■ What you will do: Extract, unchanged, each line of the listing below from its first line through the line that contains "use std::time::Duration;", inclusive, and nothing else.

■ Source records:
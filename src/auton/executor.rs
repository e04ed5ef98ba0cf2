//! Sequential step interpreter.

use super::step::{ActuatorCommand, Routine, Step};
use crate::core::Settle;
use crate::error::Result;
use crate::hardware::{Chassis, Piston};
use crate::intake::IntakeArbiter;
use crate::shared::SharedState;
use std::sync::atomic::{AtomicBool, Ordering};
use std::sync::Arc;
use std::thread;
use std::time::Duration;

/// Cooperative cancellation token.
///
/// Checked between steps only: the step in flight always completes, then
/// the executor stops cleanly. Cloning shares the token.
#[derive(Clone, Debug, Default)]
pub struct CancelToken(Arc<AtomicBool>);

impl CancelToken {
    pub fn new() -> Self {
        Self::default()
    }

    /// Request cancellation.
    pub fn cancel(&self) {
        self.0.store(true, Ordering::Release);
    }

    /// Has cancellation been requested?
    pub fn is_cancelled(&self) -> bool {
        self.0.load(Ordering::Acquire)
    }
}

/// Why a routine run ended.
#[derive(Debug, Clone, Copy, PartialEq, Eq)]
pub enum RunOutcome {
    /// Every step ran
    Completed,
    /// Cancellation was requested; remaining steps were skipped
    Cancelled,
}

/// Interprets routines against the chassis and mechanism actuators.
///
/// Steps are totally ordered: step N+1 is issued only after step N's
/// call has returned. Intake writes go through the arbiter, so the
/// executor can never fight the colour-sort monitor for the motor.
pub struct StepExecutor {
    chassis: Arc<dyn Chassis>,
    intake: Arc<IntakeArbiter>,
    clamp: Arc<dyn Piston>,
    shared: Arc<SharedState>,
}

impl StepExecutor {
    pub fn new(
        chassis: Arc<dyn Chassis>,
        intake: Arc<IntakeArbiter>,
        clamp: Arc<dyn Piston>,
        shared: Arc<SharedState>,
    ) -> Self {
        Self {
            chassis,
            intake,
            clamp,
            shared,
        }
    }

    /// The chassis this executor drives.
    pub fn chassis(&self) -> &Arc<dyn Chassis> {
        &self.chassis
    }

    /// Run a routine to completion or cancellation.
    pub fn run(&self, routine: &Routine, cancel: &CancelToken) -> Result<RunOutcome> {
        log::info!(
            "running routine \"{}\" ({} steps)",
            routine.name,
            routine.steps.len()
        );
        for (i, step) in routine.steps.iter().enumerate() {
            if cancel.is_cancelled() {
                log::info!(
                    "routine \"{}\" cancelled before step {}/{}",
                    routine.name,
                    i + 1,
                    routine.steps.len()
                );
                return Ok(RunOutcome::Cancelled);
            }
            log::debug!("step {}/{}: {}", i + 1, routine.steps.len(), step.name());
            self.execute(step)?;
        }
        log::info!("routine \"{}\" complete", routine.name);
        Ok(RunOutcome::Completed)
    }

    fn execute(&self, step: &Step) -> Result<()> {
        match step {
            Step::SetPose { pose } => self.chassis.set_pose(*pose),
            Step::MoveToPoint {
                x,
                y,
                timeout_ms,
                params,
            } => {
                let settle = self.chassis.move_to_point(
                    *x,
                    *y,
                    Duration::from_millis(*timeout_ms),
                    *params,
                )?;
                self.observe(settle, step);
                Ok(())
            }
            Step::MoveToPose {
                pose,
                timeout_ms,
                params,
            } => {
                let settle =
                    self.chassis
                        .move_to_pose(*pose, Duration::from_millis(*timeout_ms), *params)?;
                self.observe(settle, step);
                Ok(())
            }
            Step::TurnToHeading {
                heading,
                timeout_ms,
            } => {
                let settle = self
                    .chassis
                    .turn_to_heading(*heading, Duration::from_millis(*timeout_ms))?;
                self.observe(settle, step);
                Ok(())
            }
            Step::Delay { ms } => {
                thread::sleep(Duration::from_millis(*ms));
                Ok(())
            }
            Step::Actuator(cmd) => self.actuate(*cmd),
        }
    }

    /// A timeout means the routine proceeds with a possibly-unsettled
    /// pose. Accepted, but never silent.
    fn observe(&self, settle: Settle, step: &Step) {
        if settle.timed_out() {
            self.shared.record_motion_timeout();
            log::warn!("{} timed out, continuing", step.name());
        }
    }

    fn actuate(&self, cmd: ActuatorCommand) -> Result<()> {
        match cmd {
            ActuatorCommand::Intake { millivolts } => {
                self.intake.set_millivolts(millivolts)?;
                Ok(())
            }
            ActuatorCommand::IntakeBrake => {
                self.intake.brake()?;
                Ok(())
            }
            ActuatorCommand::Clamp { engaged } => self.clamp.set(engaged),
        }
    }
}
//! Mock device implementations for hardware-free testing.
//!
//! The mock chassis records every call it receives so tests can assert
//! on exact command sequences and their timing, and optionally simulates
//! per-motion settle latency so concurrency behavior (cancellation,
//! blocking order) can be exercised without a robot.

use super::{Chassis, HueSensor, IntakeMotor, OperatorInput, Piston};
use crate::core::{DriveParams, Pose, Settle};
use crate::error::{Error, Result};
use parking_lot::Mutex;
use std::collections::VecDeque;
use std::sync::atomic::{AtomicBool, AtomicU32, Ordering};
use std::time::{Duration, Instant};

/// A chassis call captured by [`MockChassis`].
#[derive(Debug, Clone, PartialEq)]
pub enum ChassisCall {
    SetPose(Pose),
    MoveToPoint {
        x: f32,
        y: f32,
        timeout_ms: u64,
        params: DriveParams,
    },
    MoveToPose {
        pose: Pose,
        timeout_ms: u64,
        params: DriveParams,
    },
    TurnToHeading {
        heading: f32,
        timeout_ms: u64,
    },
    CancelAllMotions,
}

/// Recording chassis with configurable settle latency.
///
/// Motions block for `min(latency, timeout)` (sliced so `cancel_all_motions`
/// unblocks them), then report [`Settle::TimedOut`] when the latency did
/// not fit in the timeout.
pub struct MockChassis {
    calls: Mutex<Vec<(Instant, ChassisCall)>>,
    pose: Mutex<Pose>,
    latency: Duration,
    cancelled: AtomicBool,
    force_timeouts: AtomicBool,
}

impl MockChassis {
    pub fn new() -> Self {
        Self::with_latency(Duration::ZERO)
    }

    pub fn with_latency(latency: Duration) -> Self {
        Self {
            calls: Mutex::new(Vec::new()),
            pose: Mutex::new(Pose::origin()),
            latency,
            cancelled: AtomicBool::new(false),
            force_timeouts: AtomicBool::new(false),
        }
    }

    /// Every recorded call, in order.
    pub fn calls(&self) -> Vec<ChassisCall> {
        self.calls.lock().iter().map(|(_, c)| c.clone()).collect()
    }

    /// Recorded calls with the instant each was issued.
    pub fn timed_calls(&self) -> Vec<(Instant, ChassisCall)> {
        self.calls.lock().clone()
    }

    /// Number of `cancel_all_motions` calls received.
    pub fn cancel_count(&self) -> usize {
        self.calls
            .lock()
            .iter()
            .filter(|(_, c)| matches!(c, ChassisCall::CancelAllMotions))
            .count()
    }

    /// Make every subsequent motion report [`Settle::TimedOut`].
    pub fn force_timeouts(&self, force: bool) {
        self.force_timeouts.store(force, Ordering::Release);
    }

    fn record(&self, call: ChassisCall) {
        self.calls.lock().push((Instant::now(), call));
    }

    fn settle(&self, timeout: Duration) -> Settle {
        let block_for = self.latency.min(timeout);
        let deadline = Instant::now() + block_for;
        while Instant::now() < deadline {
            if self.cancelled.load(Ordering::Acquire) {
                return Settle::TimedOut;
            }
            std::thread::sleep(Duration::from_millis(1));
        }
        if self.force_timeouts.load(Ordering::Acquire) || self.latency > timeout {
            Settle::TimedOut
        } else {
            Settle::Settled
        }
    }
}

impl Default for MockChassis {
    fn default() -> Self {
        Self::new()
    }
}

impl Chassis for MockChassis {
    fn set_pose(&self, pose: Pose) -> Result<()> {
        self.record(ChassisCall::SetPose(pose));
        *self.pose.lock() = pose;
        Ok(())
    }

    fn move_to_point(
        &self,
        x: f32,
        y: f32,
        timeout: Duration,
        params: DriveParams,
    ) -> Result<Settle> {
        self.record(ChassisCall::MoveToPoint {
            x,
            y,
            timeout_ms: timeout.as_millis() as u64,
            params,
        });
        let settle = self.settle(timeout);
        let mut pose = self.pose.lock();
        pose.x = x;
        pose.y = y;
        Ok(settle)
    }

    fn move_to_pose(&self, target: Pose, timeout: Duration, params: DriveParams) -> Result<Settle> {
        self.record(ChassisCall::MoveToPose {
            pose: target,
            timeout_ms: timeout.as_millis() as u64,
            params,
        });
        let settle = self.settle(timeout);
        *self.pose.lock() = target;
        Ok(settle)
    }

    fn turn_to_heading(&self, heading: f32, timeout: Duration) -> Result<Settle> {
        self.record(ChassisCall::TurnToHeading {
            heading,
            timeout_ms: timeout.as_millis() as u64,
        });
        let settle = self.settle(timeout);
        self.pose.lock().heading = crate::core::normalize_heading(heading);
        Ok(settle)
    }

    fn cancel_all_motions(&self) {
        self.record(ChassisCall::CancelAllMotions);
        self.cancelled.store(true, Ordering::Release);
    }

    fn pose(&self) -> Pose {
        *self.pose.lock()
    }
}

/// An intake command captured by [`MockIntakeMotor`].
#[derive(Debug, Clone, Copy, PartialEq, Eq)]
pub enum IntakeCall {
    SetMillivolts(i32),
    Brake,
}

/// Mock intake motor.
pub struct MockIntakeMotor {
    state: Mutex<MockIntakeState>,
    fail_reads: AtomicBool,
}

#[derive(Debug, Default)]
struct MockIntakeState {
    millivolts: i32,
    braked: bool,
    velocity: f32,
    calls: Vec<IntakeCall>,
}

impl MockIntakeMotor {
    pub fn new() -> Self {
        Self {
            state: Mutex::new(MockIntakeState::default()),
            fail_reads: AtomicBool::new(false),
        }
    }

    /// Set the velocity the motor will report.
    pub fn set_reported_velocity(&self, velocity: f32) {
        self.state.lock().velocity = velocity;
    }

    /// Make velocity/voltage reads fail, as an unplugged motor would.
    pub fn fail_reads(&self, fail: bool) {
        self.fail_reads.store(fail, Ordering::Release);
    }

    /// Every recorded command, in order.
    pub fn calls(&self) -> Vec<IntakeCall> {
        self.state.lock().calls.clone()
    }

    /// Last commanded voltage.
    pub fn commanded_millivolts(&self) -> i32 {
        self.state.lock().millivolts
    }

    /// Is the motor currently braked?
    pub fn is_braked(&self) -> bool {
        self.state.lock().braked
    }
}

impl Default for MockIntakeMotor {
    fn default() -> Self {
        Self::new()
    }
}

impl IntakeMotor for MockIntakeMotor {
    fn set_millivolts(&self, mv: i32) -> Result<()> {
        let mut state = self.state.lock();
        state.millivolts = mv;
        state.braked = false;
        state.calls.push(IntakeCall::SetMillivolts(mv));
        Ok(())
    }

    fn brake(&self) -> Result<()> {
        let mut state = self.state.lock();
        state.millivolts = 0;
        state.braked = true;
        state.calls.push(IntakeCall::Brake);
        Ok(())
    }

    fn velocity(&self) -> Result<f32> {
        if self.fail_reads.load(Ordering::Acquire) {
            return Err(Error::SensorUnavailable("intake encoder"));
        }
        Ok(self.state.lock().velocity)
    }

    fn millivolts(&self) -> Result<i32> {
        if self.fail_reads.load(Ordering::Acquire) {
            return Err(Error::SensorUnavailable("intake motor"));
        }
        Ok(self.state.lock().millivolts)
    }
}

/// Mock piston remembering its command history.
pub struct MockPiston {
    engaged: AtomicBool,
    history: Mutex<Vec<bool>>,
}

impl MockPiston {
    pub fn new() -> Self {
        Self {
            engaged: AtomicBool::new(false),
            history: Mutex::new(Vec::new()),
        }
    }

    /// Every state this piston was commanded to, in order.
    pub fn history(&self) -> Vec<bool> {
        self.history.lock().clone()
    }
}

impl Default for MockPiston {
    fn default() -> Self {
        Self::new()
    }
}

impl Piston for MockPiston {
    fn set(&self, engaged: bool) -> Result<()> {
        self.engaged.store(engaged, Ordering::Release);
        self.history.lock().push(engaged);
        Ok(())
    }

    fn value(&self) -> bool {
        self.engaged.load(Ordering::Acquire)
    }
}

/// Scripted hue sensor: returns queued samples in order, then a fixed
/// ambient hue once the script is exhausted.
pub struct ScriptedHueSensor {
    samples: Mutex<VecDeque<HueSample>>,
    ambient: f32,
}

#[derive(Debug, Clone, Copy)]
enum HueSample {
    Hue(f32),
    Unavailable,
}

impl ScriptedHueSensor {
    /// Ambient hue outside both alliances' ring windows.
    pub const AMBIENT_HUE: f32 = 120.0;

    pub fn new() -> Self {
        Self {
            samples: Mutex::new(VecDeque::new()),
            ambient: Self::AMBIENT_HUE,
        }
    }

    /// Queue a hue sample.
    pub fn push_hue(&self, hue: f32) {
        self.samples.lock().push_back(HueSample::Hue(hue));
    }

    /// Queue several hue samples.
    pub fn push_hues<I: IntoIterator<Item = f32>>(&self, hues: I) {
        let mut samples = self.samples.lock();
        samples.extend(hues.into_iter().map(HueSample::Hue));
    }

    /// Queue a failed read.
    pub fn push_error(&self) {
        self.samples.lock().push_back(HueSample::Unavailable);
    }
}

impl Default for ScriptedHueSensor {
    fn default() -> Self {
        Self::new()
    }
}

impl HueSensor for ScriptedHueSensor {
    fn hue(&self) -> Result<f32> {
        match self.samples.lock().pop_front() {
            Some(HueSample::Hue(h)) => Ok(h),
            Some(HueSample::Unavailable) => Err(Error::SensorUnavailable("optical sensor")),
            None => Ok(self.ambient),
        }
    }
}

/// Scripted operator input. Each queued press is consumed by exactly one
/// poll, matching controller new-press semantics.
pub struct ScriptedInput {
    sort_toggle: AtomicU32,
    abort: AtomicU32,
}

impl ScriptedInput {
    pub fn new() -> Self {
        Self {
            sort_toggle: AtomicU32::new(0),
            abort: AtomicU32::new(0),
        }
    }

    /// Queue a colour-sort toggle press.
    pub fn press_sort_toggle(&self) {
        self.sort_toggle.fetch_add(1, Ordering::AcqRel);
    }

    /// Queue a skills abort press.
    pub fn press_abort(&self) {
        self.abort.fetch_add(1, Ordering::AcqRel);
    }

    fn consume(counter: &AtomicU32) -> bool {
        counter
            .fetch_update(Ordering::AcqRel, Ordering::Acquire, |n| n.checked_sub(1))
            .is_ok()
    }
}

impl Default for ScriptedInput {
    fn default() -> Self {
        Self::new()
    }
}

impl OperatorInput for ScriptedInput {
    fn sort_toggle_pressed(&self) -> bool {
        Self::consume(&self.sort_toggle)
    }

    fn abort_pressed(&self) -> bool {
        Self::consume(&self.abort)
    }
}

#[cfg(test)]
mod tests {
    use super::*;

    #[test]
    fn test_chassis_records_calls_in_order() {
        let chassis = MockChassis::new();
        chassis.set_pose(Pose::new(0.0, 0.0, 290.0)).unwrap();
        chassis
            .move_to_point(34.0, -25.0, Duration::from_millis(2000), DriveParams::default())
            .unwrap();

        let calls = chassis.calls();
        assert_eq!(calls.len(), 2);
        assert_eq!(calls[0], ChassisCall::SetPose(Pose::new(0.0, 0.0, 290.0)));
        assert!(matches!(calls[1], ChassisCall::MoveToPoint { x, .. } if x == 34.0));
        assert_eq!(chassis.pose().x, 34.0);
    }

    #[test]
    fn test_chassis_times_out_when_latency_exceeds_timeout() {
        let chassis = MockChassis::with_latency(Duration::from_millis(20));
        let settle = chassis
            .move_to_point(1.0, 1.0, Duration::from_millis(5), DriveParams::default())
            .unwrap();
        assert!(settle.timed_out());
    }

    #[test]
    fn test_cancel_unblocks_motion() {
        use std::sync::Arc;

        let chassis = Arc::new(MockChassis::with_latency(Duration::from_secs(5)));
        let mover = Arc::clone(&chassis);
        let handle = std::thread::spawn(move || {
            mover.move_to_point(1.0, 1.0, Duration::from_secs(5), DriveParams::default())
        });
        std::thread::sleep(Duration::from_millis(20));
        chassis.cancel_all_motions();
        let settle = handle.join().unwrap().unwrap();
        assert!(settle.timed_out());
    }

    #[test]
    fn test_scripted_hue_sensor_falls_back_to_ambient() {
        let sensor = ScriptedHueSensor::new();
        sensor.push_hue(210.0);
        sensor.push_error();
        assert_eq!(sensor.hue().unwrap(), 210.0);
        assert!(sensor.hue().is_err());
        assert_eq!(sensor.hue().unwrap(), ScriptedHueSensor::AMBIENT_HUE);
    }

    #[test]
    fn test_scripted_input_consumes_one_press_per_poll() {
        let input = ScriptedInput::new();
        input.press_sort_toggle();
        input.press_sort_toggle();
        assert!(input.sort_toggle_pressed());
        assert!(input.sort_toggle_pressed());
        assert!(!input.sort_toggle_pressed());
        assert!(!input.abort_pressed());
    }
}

■ Result:
filename src/auton/executor.rs
repository e04ed5ef98ba0cf2
//! Sequential step interpreter.

use super::step::{ActuatorCommand, Routine, Step};
use crate::core::Settle;
use crate::error::Result;
use crate::hardware::{Chassis, Piston};
use crate::intake::IntakeArbiter;
use crate::shared::SharedState;
use std::sync::atomic::{AtomicBool, Ordering};
use std::sync::Arc;
use std::thread;
use std::time::Duration;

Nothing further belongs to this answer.